Seorang pria berinisial BQ (26) ditangkap di Desa Talontam, Kecamatan Benai, Senin (25/5/2026) sekitar pukul 14.30 WIB.
Kapolres Kuantan Singingi, Hidayat Perdana melalui Kasat Resnarkoba, Hasan Basri, mengatakan pengungkapan kasus bermula dari informasi masyarakat terkait dugaan aktivitas transaksi sabu di sebuah bengkel di Desa Talontam.
“Tim langsung melakukan penyelidikan dan penggerebekan di lokasi yang diduga sering dijadikan tempat transaksi narkotika,” kata Hasan Basri, Selasa (26/5/2026).

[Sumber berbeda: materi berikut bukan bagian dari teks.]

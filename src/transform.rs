// Copyright 2006 The Android Open Source Project
// Copyright 2020 Evgeniy Reizner
//
// Use of this source code is governed by a BSD-style license that can be
// found in the LICENSE file.

use strict_num::FiniteF32;

use crate::Point;
use crate::scalar::{ScalarExt, SCALAR_NEARLY_ZERO};

#[derive(Copy, Clone, PartialEq, Default)]
struct TransformFlags(u8);

impl TransformFlags {
    const IDENTITY: Self  = TransformFlags(0x00);
    const TRANSLATE: Self = TransformFlags(0x01);
    const SCALE: Self     = TransformFlags(0x02);
    const SKEW: Self      = TransformFlags(0x04);

    #[inline] fn has_translate(self) -> bool { self.0 & 0x01 != 0 }
    #[inline] fn has_scale(self) -> bool { self.0 & 0x02 != 0 }
    #[inline] fn has_skew(self) -> bool { self.0 & 0x04 != 0 }
}

impl std::ops::BitOr for TransformFlags {
    type Output = Self;

    #[inline]
    fn bitor(self, other: Self) -> Self::Output {
        TransformFlags(self.0 | other.0)
    }
}

impl std::ops::BitOrAssign for TransformFlags {
    #[inline]
    fn bitor_assign(&mut self, other: Self) {
        self.0 |= other.0
    }
}

/// An affine transformation matrix: `[sx kx tx; ky sy ty]`.
///
/// # Guarantees
///
/// - All values are finite.
#[derive(Copy, Clone)]
pub struct Transform {
    sx: FiniteF32, kx: FiniteF32, tx: FiniteF32,
    ky: FiniteF32, sy: FiniteF32, ty: FiniteF32,
    flags: TransformFlags,
}

impl Default for Transform {
    #[inline]
    fn default() -> Self {
        Transform::identity()
    }
}

fn finite(v: f32) -> FiniteF32 {
    FiniteF32::new(v).expect("value produced by internal matrix algebra must stay finite")
}

impl Transform {
    /// Creates an identity transform.
    #[inline]
    pub fn identity() -> Self {
        Transform {
            sx: finite(1.0), kx: finite(0.0), tx: finite(0.0),
            ky: finite(0.0), sy: finite(1.0), ty: finite(0.0),
            flags: TransformFlags::IDENTITY,
        }
    }

    /// Creates a new `Transform` from a full row-major set of coefficients.
    ///
    /// # Checks
    ///
    /// All values must be finite.
    #[inline]
    pub fn from_row(sx: f32, ky: f32, kx: f32, sy: f32, tx: f32, ty: f32) -> Option<Self> {
        let mut m = Transform {
            sx: FiniteF32::new(sx)?,
            ky: FiniteF32::new(ky)?,
            kx: FiniteF32::new(kx)?,
            sy: FiniteF32::new(sy)?,
            tx: FiniteF32::new(tx)?,
            ty: FiniteF32::new(ty)?,
            flags: TransformFlags::IDENTITY,
        };
        m.compute_flags();
        Some(m)
    }

    /// Creates a new translating Transform.
    #[inline]
    pub fn from_translate(tx: f32, ty: f32) -> Option<Self> {
        Transform::from_row(1.0, 0.0, 0.0, 1.0, tx, ty)
    }

    /// Creates a new scaling Transform.
    ///
    /// `sx` and `sy` may be zero (a degenerate, non-invertible scale); this is allowed
    /// at construction and only surfaces as a failure from `invert`.
    #[inline]
    pub fn from_scale(sx: f32, sy: f32) -> Option<Self> {
        Transform::from_row(sx, 0.0, 0.0, sy, 0.0, 0.0)
    }

    /// Creates a new rotating Transform, `angle` in radians, about the origin.
    #[inline]
    pub fn from_rotate(angle: f32) -> Option<Self> {
        let (sin, cos) = angle.sin_cos();
        Transform::from_row(cos, sin, -sin, cos, 0.0, 0.0)
    }

    /// Returns all six coefficients as `(sx, ky, kx, sy, tx, ty)`.
    #[inline]
    pub fn get_row(&self) -> (f32, f32, f32, f32, f32, f32) {
        (self.sx.get(), self.ky.get(), self.kx.get(), self.sy.get(), self.tx.get(), self.ty.get())
    }

    #[inline]
    fn get_row_safe(&self) -> (FiniteF32, FiniteF32, FiniteF32, FiniteF32, FiniteF32, FiniteF32) {
        (self.sx, self.ky, self.kx, self.sy, self.tx, self.ty)
    }

    /// Checks that transform is identity. Free: the type is detected on creation.
    #[inline]
    pub fn is_identity(&self) -> bool {
        self.flags == TransformFlags::IDENTITY
    }

    #[inline]
    fn is_scale_translate(&self) -> bool {
        !self.flags.has_skew()
    }

    #[inline]
    fn has_scale(&self) -> bool {
        self.flags.has_scale()
    }

    #[inline]
    fn compute_flags(&mut self) {
        self.flags = TransformFlags::IDENTITY;

        if self.sx != finite(1.0) || self.sy != finite(1.0) {
            self.flags |= TransformFlags::SCALE;
        }
        if self.tx != finite(0.0) || self.ty != finite(0.0) {
            self.flags |= TransformFlags::TRANSLATE;
        }
        if self.kx != finite(0.0) || self.ky != finite(0.0) {
            self.flags |= TransformFlags::SKEW;
        }
    }

    /// Pre-concats: returns `self · other` (`other` is applied first).
    #[inline]
    #[must_use]
    pub fn pre_concat(&self, other: &Self) -> Self {
        concat(self, other)
    }

    /// Post-concats: returns `other · self` (`self` is applied first).
    #[inline]
    #[must_use]
    pub fn post_concat(&self, other: &Self) -> Self {
        concat(other, self)
    }

    /// Maps a single point through this transform.
    ///
    /// Safe to call with `src` and a later read of the same binding — there is no
    /// aliasing hazard since this takes `Point` by value.
    #[inline]
    pub fn map_point(&self, p: Point) -> Point {
        if self.is_identity() {
            p
        } else if self.is_scale_translate() {
            let (sx, _, _, sy, tx, ty) = self.get_row();
            Point::from_xy(p.x * sx + tx, p.y * sy + ty)
        } else {
            let (sx, ky, kx, sy, tx, ty) = self.get_row();
            Point::from_xy(p.x * sx + p.y * kx + tx, p.x * ky + p.y * sy + ty)
        }
    }

    /// Maps every point in `points` in place.
    pub fn map_points(&self, points: &mut [Point]) {
        for p in points {
            *p = self.map_point(*p);
        }
    }

    /// Returns the inverse transform, or `None` if this transform is singular
    /// (determinant `sx*sy - kx*ky` is zero).
    pub fn invert(&self) -> Option<Self> {
        if self.is_identity() {
            return Some(*self);
        }

        invert(self)
    }
}

impl std::cmp::PartialEq for Transform {
    fn eq(&self, other: &Transform) -> bool {
        self.flags == other.flags &&
        self.sx == other.sx && self.ky == other.ky && self.kx == other.kx &&
        self.sy == other.sy && self.tx == other.tx && self.ty == other.ty
    }
}

impl std::fmt::Debug for Transform {
    fn fmt(&self, f: &mut std::fmt::Formatter<'_>) -> std::fmt::Result {
        f.debug_struct("Transform")
            .field("sx", &self.sx).field("ky", &self.ky).field("kx", &self.kx)
            .field("sy", &self.sy).field("tx", &self.tx).field("ty", &self.ty)
            .finish()
    }
}

fn invert(ts: &Transform) -> Option<Transform> {
    debug_assert!(!ts.is_identity());

    if ts.is_scale_translate() {
        let (sx, _, _, sy, tx, ty) = ts.get_row();
        if ts.has_scale() {
            if sx == 0.0 || sy == 0.0 {
                return None;
            }
            let inv_x = 1.0 / sx;
            let inv_y = 1.0 / sy;
            Transform::from_row(inv_x, 0.0, 0.0, inv_y, -tx * inv_x, -ty * inv_y)
        } else {
            Transform::from_translate(-tx, -ty)
        }
    } else {
        let inv_det = inv_determinant(ts)?;
        compute_inv(ts, inv_det)
    }
}

// Computed in f64 to keep precision since the determinant is cubic in the matrix
// components (tiny skews otherwise round off to a false zero).
fn inv_determinant(ts: &Transform) -> Option<f64> {
    let (sx, ky, kx, sy, _, _) = ts.get_row();
    let det = dcross(sx as f64, sy as f64, kx as f64, ky as f64);

    let tolerance = SCALAR_NEARLY_ZERO * SCALAR_NEARLY_ZERO * SCALAR_NEARLY_ZERO;
    if (det as f32).is_nearly_zero(tolerance) {
        None
    } else {
        Some(1.0 / det)
    }
}

fn compute_inv(ts: &Transform, inv_det: f64) -> Option<Transform> {
    let (sx, ky, kx, sy, tx, ty) = ts.get_row();

    Transform::from_row(
        (sy as f64 * inv_det) as f32,
        (-ky as f64 * inv_det) as f32,
        (-kx as f64 * inv_det) as f32,
        (sx as f64 * inv_det) as f32,
        dcross_dscale(kx, ty, sy, tx, inv_det),
        dcross_dscale(ky, tx, sx, ty, inv_det),
    )
}

fn dcross(a: f64, b: f64, c: f64, d: f64) -> f64 {
    a * b - c * d
}

fn dcross_dscale(a: f32, b: f32, c: f32, d: f32, scale: f64) -> f32 {
    (dcross(a as f64, b as f64, c as f64, d as f64) * scale) as f32
}

fn concat(a: &Transform, b: &Transform) -> Transform {
    if a.is_identity() {
        *b
    } else if b.is_identity() {
        *a
    } else if !a.flags.has_skew() && !b.flags.has_skew() {
        let (a_sx, _, _, a_sy, a_tx, a_ty) = a.get_row_safe();
        let (b_sx, _, _, b_sy, b_tx, b_ty) = b.get_row_safe();
        let mut m = Transform {
            sx: a_sx * b_sx, kx: finite(0.0), tx: a_sx * b_tx + a_tx,
            ky: finite(0.0), sy: a_sy * b_sy, ty: a_sy * b_ty + a_ty,
            flags: TransformFlags::IDENTITY,
        };
        m.compute_flags();
        m
    } else {
        let (a_sx, a_ky, a_kx, a_sy, a_tx, a_ty) = a.get_row();
        let (b_sx, b_ky, b_kx, b_sy, b_tx, b_ty) = b.get_row();
        let mut m = Transform {
            sx: mul_add_mul(a_sx, b_sx, a_kx, b_ky),
            ky: mul_add_mul(a_ky, b_sx, a_sy, b_ky),
            kx: mul_add_mul(a_sx, b_kx, a_kx, b_sy),
            sy: mul_add_mul(a_ky, b_kx, a_sy, b_sy),
            tx: mul_add_mul(a_sx, b_tx, a_kx, b_ty) + finite(a_tx),
            ty: mul_add_mul(a_ky, b_tx, a_sy, b_ty) + finite(a_ty),
            flags: TransformFlags::IDENTITY,
        };
        m.compute_flags();
        m
    }
}

// All six outputs are computed into locals before assembling the result, so this
// (and `concat` above) is safe to use even when the caller aliases a source matrix
// with the destination.
fn mul_add_mul(a: f32, b: f32, c: f32, d: f32) -> FiniteF32 {
    finite((f64::from(a) * f64::from(b) + f64::from(c) * f64::from(d)) as f32)
}

#[cfg(test)]
mod tests {
    use super::*;

    #[test]
    fn identity_round_trips() {
        let ts = Transform::identity();
        assert!(ts.is_identity());
        assert_eq!(ts.map_point(Point::from_xy(3.0, 4.0)), Point::from_xy(3.0, 4.0));
    }

    #[test]
    fn rotate_by_half_pi_twice_cancels() {
        let ts = Transform::from_rotate(std::f32::consts::FRAC_PI_2)
            .unwrap()
            .pre_concat(&Transform::from_rotate(-std::f32::consts::FRAC_PI_2).unwrap());
        let (sx, ky, kx, sy, tx, ty) = ts.get_row();
        assert!((sx - 1.0).abs() < 1e-5);
        assert!(ky.abs() < 1e-5);
        assert!(kx.abs() < 1e-5);
        assert!((sy - 1.0).abs() < 1e-5);
        assert!(tx.abs() < 1e-5);
        assert!(ty.abs() < 1e-5);

        let p = ts.map_point(Point::from_xy(1.0, 0.0));
        assert!((p.x - 1.0).abs() < 1e-5);
        assert!(p.y.abs() < 1e-5);
    }

    #[test]
    fn invert_of_singular_transform_is_none() {
        assert_eq!(Transform::from_scale(0.0, 1.0).unwrap().invert(), None);
    }

    #[test]
    fn invert_round_trips() {
        let ts = Transform::from_row(2.0, 0.5, -0.3, 1.5, 10.0, -5.0).unwrap();
        let back = ts.invert().unwrap().invert().unwrap();
        let (sx, ky, kx, sy, tx, ty) = ts.get_row();
        let (sx2, ky2, kx2, sy2, tx2, ty2) = back.get_row();
        assert!((sx - sx2).abs() < 1e-4);
        assert!((ky - ky2).abs() < 1e-4);
        assert!((kx - kx2).abs() < 1e-4);
        assert!((sy - sy2).abs() < 1e-4);
        assert!((tx - tx2).abs() < 1e-3);
        assert!((ty - ty2).abs() < 1e-3);
    }

    #[test]
    fn concat_applies_right_operand_first() {
        let scale = Transform::from_scale(2.0, 2.0).unwrap();
        let translate = Transform::from_translate(10.0, 0.0).unwrap();
        // pre_concat(scale, translate) models "translate, then scale".
        let combined = scale.pre_concat(&translate);
        assert_eq!(combined.map_point(Point::from_xy(1.0, 1.0)), Point::from_xy(22.0, 2.0));
    }
}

Saat penggerebekan berlangsung, tersangka sempat melarikan diri menuju area perkebunan karet di belakang bengkel lokasi kejadian.

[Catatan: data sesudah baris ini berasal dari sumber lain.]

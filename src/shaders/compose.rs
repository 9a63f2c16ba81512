// Copyright Daniel J. Steffey -- 2016
// Copyright 2020 Evgeniy Reizner
//
// Use of this source code is governed by a BSD-style license that can be
// found in the LICENSE file.

use crate::blend::div255;
use crate::shaders::Shader;
use crate::{PremultipliedColorU8, Transform};

/// The maximum span length the canvas ever asks a shader to fill in one call.
pub(crate) const MAX_SHADE_ROW: usize = 256;

/// Multiplicatively composes two shaders: each output channel is the two shaders'
/// premultiplied channels multiplied and divided by 255 ("modulate" composition).
#[derive(Clone)]
pub struct ComposeShader<'a> {
    shader_1: Shader<'a>,
    shader_2: Shader<'a>,
}

impl<'a> ComposeShader<'a> {
    pub fn new(shader_1: Shader<'a>, shader_2: Shader<'a>) -> Self {
        ComposeShader { shader_1, shader_2 }
    }

    pub(crate) fn set_context(&mut self, ctm: &Transform, alpha: f32) -> bool {
        self.shader_1.set_context(ctm, alpha) && self.shader_2.set_context(ctm, alpha)
    }

    pub(crate) fn shade_row(&self, x: i32, y: i32, count: usize, out: &mut [PremultipliedColorU8]) {
        assert!(count <= MAX_SHADE_ROW);
        let mut other = [PremultipliedColorU8::from_rgba(0, 0, 0, 0); MAX_SHADE_ROW];

        self.shader_1.shade_row(x, y, count, out);
        self.shader_2.shade_row(x, y, count, &mut other);

        for (o, p1) in out.iter_mut().take(count).zip(other.iter()) {
            *o = PremultipliedColorU8::from_rgba(
                div255(o.red() as u32 * p1.red() as u32) as u8,
                div255(o.green() as u32 * p1.green() as u32) as u8,
                div255(o.blue() as u32 * p1.blue() as u32) as u8,
                div255(o.alpha() as u32 * p1.alpha() as u32) as u8,
            );
        }
    }
}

“Tim langsung melakukan pengejaran dan berhasil mengamankan tersangka. Setelah dilakukan penggeledahan, ditemukan satu paket diduga sabu yang dibuang tersangka saat melarikan diri,” ujarnya.
Polisi Sita Sabu dan Ponsel Pelaku
Dari tangan tersangka, polisi menyita satu paket diduga sabu dengan berat kotor 0,55 gram, dua plastik klip bening kosong ukuran sedang, serta satu unit telepon genggam OPPO A7 warna emas.
Berdasarkan hasil interogasi awal, tersangka mengaku mendapatkan sabu tersebut dari seseorang berinisial E yang saat ini masih dalam penyelidikan polisi.
“Sabu itu disebut diperoleh dengan cara pemesanan secara online seharga Rp1,5 juta,” ungkap Hasan.
Selain itu, hasil tes urine terhadap tersangka juga menunjukkan positif mengandung amphetamine.
Atas perbuatannya, tersangka dijerat Pasal 114 ayat (1) Undang-Undang Nomor 35 Tahun 2009 tentang Narkotika dengan ancaman pidana minimal lima tahun dan maksimal 20 tahun penjara.
Saat ini tersangka beserta barang bukti telah diamankan di Polres Kuansing untuk proses penyidikan dan pengembangan lebih lanjut.